Peter Heckert <[email protected]> wrote:

> bending every effort to accomplish these goals. But I have never heard him
> say he could be making commercially useful heaters now.
>
> Then you do not listen what he says. Examples for this are overwhelming in
> count and content.
> One example: A household sized ecat device is on market in january.
> Even the costs are known: 2000$/kW
>

That's January 2012. Not now. This is still 2011. You are talking about what
he hopes to accomplish in the future. I am talking about what he
accomplished in the past, and what he can do now. Assuming the room heater
from years ago was real, it is clear that Rossi, like Mizuno, Yamaguchi and
many others, cannot easily reproduce his own results. That is not a bit
surprising.

Heck, back in the Cro-Magnon era of computers, I used to have difficulty
making the same object code produce the same result twice in a row.

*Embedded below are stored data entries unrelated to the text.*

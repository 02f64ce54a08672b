// Copyright (c) 2025-2026 Adrian Robinson. Licensed under the AGPL-3.0.
// See LICENSE file in the project root for full license text.

//! Sync engine coordinator.
//!
//! The [`SyncEngine`] is the dependency-injected context that ties together
//! every component:
//! - the shared key-value store (queue, lock, known hashes, tombstones)
//! - the [`Destination`] being written to
//! - stream providers per source plugin
//! - blob stores for direct uploads
//! - notifier, compute runner and backoff policy
//!
//! # Job flow
//!
//! ```text
//! add_job ──► queue ──► worker pops ──┬─ hash-only ──► rehash
//!                                     ├─ compute   ──► run script in workspace
//!                                     └─ <plugin>  ──► filter ──► persist ──► flush
//!                                                                   │
//!                      requeue (lock kept) ◄── error, nodes left ◄──┘
//! ```
//!
//! # Example
//!
//! ```rust,no_run
//! use std::sync::Arc;
//! use dataset_sync::{FsDestination, FsDestinationOptions, SyncConfig, SyncEngine};
//!
//! # #[tokio::main]
//! # async fn main() -> dataset_sync::Result<()> {
//! let destination = FsDestination::open("/tmp/dest", FsDestinationOptions::default()).await?;
//! let engine = Arc::new(
//!     SyncEngine::builder(SyncConfig::default())
//!         .destination(Arc::new(destination))
//!         .build()?,
//! );
//! engine.spin_workers(4, "ALL");
//! engine.shutdown().await;
//! # Ok(())
//! # }
//! ```

mod compare;
mod compute;
mod flush;
mod lifecycle;
mod persist;
mod rehash;
mod types;

pub use compare::{classify, merge_node_maps};
pub use lifecycle::ALL_QUEUES;
pub use types::{CachedComputeResponse, CachedResponse, CompareResponse, DatasetStatus, JobOutcome};

use std::collections::HashMap;
use std::path::Path;
use std::sync::Arc;
use std::time::Duration;

use tokio_util::sync::CancellationToken;
use tokio_util::task::TaskTracker;
use tracing::{debug, warn};

use crate::blob::{BlobStore, FileBlobStore, S3BlobStore, FILE_DRIVER, S3_DRIVER};
use crate::compute::{ComputeRunner, ShellComputeRunner};
use crate::config::SyncConfig;
use crate::destination::Destination;
use crate::error::{Result, SyncError};
use crate::job::Job;
use crate::known_hashes::{KnownHashStore, KnownHashes};
use crate::notify::{LogNotifier, Notifier};
use crate::queue::JobQueue;
use crate::resilience::retry::BackoffPolicy;
use crate::storage::memory::InMemoryStore;
use crate::storage::traits::KeyValueStore;
use crate::streams::{PluginRegistry, StreamProvider};
use crate::tombstone::Tombstones;

/// Timeout for calls that must outlive a torn-down job context
/// (finalize, delete, known-hash persist, notifications).
pub(crate) const DETACHED_TIMEOUT: Duration = Duration::from_secs(5 * 60);

/// Main sync engine.
///
/// `Send + Sync`; share it as `Arc<SyncEngine>` between request handlers
/// and workers. Every piece of mutable state lives in the key-value store,
/// serialized per dataset by the dataset lock.
pub struct SyncEngine {
    pub(super) config: Arc<SyncConfig>,
    pub(super) store: Arc<dyn KeyValueStore>,
    pub(super) queue: JobQueue,
    pub(super) known_hashes: KnownHashStore,
    pub(super) tombstones: Tombstones,
    pub(super) destination: Arc<dyn Destination>,
    pub(super) plugins: PluginRegistry,
    /// Keyed by storage driver (`file`, `s3`, ...)
    pub(super) blob_stores: HashMap<String, Arc<dyn BlobStore>>,
    pub(super) notifier: Arc<dyn Notifier>,
    pub(super) compute: Arc<dyn ComputeRunner>,
    pub(super) backoff: Arc<dyn BackoffPolicy>,
    /// Post-run cleanup tasks
    pub(super) background: TaskTracker,
    pub(super) workers: TaskTracker,
    pub(super) shutdown: CancellationToken,
}

impl SyncEngine {
    #[must_use]
    pub fn builder(config: SyncConfig) -> SyncEngineBuilder {
        SyncEngineBuilder::new(config)
    }

    #[must_use]
    pub fn config(&self) -> &SyncConfig {
        &self.config
    }

    #[must_use]
    pub fn store(&self) -> &Arc<dyn KeyValueStore> {
        &self.store
    }

    #[must_use]
    pub fn queue(&self) -> &JobQueue {
        &self.queue
    }

    #[must_use]
    pub fn known_hashes(&self) -> &KnownHashStore {
        &self.known_hashes
    }

    #[must_use]
    pub fn tombstones(&self) -> &Tombstones {
        &self.tombstones
    }

    #[must_use]
    pub fn destination(&self) -> &Arc<dyn Destination> {
        &self.destination
    }

    /// Process-wide stop signal; cancelling it tears down every job context.
    #[must_use]
    pub fn shutdown_token(&self) -> &CancellationToken {
        &self.shutdown
    }

    /// Lock the dataset and enqueue `job`. See [`JobQueue::add_job`].
    pub async fn add_job(&self, job: &mut Job) -> Result<()> {
        self.queue.add_job(job).await
    }

    pub async fn is_locked(&self, persistent_id: &str) -> Result<bool> {
        self.queue.is_locked(persistent_id).await
    }

    pub(super) fn blob_store(&self, driver: &str) -> Result<Arc<dyn BlobStore>> {
        self.blob_stores
            .get(driver)
            .cloned()
            .ok_or_else(|| SyncError::UnsupportedDriver(driver.to_string()))
    }

    /// Persist the known-hash table outside the job scope, so an aborted
    /// run still keeps what it learned.
    pub(super) async fn save_known_hashes(&self, persistent_id: &str, known: &KnownHashes) -> Result<()> {
        let ctx = crate::job::JobContext::detached(DETACHED_TIMEOUT);
        ctx.guard(self.known_hashes.save(persistent_id, known)).await
    }

    /// Mark a node; marker failures are logged, never fatal.
    pub(super) async fn mark_tombstone(
        &self,
        persistent_id: &str,
        node_id: &str,
        tombstone: crate::tombstone::Tombstone,
        written_keys: &mut Vec<String>,
    ) {
        match self.tombstones.mark(persistent_id, node_id, tombstone).await {
            Ok(key) => written_keys.push(key),
            Err(e) => warn!(persistent_id, node_id, error = %e, "Failed to mark {tombstone} tombstone"),
        }
    }
}

/// Builder for [`SyncEngine`]. Only the destination is required.
pub struct SyncEngineBuilder {
    config: SyncConfig,
    store: Option<Arc<dyn KeyValueStore>>,
    destination: Option<Arc<dyn Destination>>,
    plugins: PluginRegistry,
    blob_stores: HashMap<String, Arc<dyn BlobStore>>,
    notifier: Option<Arc<dyn Notifier>>,
    compute: Option<Arc<dyn ComputeRunner>>,
    backoff: Option<Arc<dyn BackoffPolicy>>,
}

impl SyncEngineBuilder {
    #[must_use]
    pub fn new(config: SyncConfig) -> Self {
        Self {
            config,
            store: None,
            destination: None,
            plugins: PluginRegistry::new(),
            blob_stores: HashMap::new(),
            notifier: None,
            compute: None,
            backoff: None,
        }
    }

    #[must_use]
    pub fn store(mut self, store: Arc<dyn KeyValueStore>) -> Self {
        self.store = Some(store);
        self
    }

    #[must_use]
    pub fn destination(mut self, destination: Arc<dyn Destination>) -> Self {
        self.destination = Some(destination);
        self
    }

    #[must_use]
    pub fn plugin(mut self, name: impl Into<String>, provider: Arc<dyn StreamProvider>) -> Self {
        self.plugins.register(name, provider);
        self
    }

    #[must_use]
    pub fn blob_store(mut self, driver: impl Into<String>, store: Arc<dyn BlobStore>) -> Self {
        self.blob_stores.insert(driver.into(), store);
        self
    }

    #[must_use]
    pub fn notifier(mut self, notifier: Arc<dyn Notifier>) -> Self {
        self.notifier = Some(notifier);
        self
    }

    #[must_use]
    pub fn compute_runner(mut self, runner: Arc<dyn ComputeRunner>) -> Self {
        self.compute = Some(runner);
        self
    }

    #[must_use]
    pub fn backoff(mut self, backoff: Arc<dyn BackoffPolicy>) -> Self {
        self.backoff = Some(backoff);
        self
    }

    pub fn build(self) -> Result<SyncEngine> {
        self.config.validate()?;
        let destination = self
            .destination
            .ok_or_else(|| SyncError::Config("a destination is required".into()))?;
        let store = self.store.unwrap_or_else(|| {
            debug!("No key-value store given, using the in-memory store");
            Arc::new(InMemoryStore::new())
        });

        let mut blob_stores = self.blob_stores;
        if let Some(dir) = self.config.storage.path_to_files_dir.as_deref() {
            blob_stores
                .entry(FILE_DRIVER.to_string())
                .or_insert_with(|| Arc::new(FileBlobStore::new(Path::new(dir))));
        }
        if self.config.storage.default_driver == S3_DRIVER && !blob_stores.contains_key(S3_DRIVER) {
            let s3 = S3BlobStore::new(self.config.storage.s3.clone())?;
            blob_stores.insert(S3_DRIVER.to_string(), Arc::new(s3));
        }
        if destination.is_direct_upload() && !blob_stores.contains_key(&self.config.storage.default_driver) {
            warn!(
                driver = %self.config.storage.default_driver,
                "Direct upload destination without a blob store for the default driver"
            );
        }

        let config = Arc::new(self.config);
        Ok(SyncEngine {
            queue: JobQueue::new(store.clone(), config.lock_max_duration()),
            known_hashes: KnownHashStore::new(store.clone()),
            tombstones: Tombstones::new(store.clone(), config.tombstone_ttl()),
            store,
            destination,
            plugins: self.plugins,
            blob_stores,
            notifier: self.notifier.unwrap_or_else(|| Arc::new(LogNotifier)),
            compute: self
                .compute
                .unwrap_or_else(|| Arc::new(ShellComputeRunner::new(config.compute_command.clone()))),
            backoff: self.backoff.unwrap_or_else(|| config.backoff.build()),
            background: TaskTracker::new(),
            workers: TaskTracker::new(),
            shutdown: CancellationToken::new(),
            config,
        })
    }
}

#[cfg(test)]
mod tests {
    use super::*;
    use crate::destination::{FsDestination, FsDestinationOptions};

    #[tokio::test]
    async fn test_build_requires_destination() {
        let res = SyncEngine::builder(SyncConfig::default()).build();
        assert!(matches!(res, Err(SyncError::Config(_))));
    }

    #[tokio::test]
    async fn test_build_registers_file_blob_store() {
        let dir = tempfile::tempdir().unwrap();
        let dest = FsDestination::open(dir.path().join("dest"), FsDestinationOptions::default())
            .await
            .unwrap();
        let mut config = SyncConfig::default();
        config.storage.path_to_files_dir = Some(dir.path().join("files").display().to_string());
        let engine = SyncEngine::builder(config).destination(Arc::new(dest)).build().unwrap();
        assert!(engine.blob_store(FILE_DRIVER).is_ok());
        assert!(matches!(engine.blob_store("s3"), Err(SyncError::UnsupportedDriver(_))));
    }

    #[tokio::test]
    async fn test_build_registers_s3_blob_store_for_s3_driver() {
        let dir = tempfile::tempdir().unwrap();
        let dest = FsDestination::open(dir.path().join("dest"), FsDestinationOptions::default())
            .await
            .unwrap();
        let mut config = SyncConfig::default();
        config.storage.default_driver = S3_DRIVER.into();
        config.storage.s3.bucket = "dataverse".into();
        config.storage.s3.region = "us-east-1".into();
        config.storage.s3.endpoint = "http://minio:9000".into();
        config.storage.s3.path_style = true;
        let engine = SyncEngine::builder(config).destination(Arc::new(dest)).build().unwrap();
        assert!(engine.blob_store(S3_DRIVER).is_ok());

        let dest = FsDestination::open(dir.path().join("dest2"), FsDestinationOptions::default())
            .await
            .unwrap();
        let mut config = SyncConfig::default();
        config.storage.default_driver = S3_DRIVER.into();
        let res = SyncEngine::builder(config).destination(Arc::new(dest)).build();
        assert!(matches!(res, Err(SyncError::Config(_))));
    }
}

That was
with computers, which were supposedly the most predictable, logic-based,
closed-universe devices around.

I expect he will miss his January deadline for a household eCat. In the R&D
business, missing deadlines is not unusual either. Again, even computer
programmers have been known to miss deadlines. The fact that people miss
deadlines is not evidence that their claims are invalid. For example, when
programmers miss a deadline, no one says that the project they are working
on is a fraud and the programs do not exist.

I rather hope he misses the deadline for the 1 MW reactor test. I fear that
device may be dangerous, and the "deadline" might involve actual death.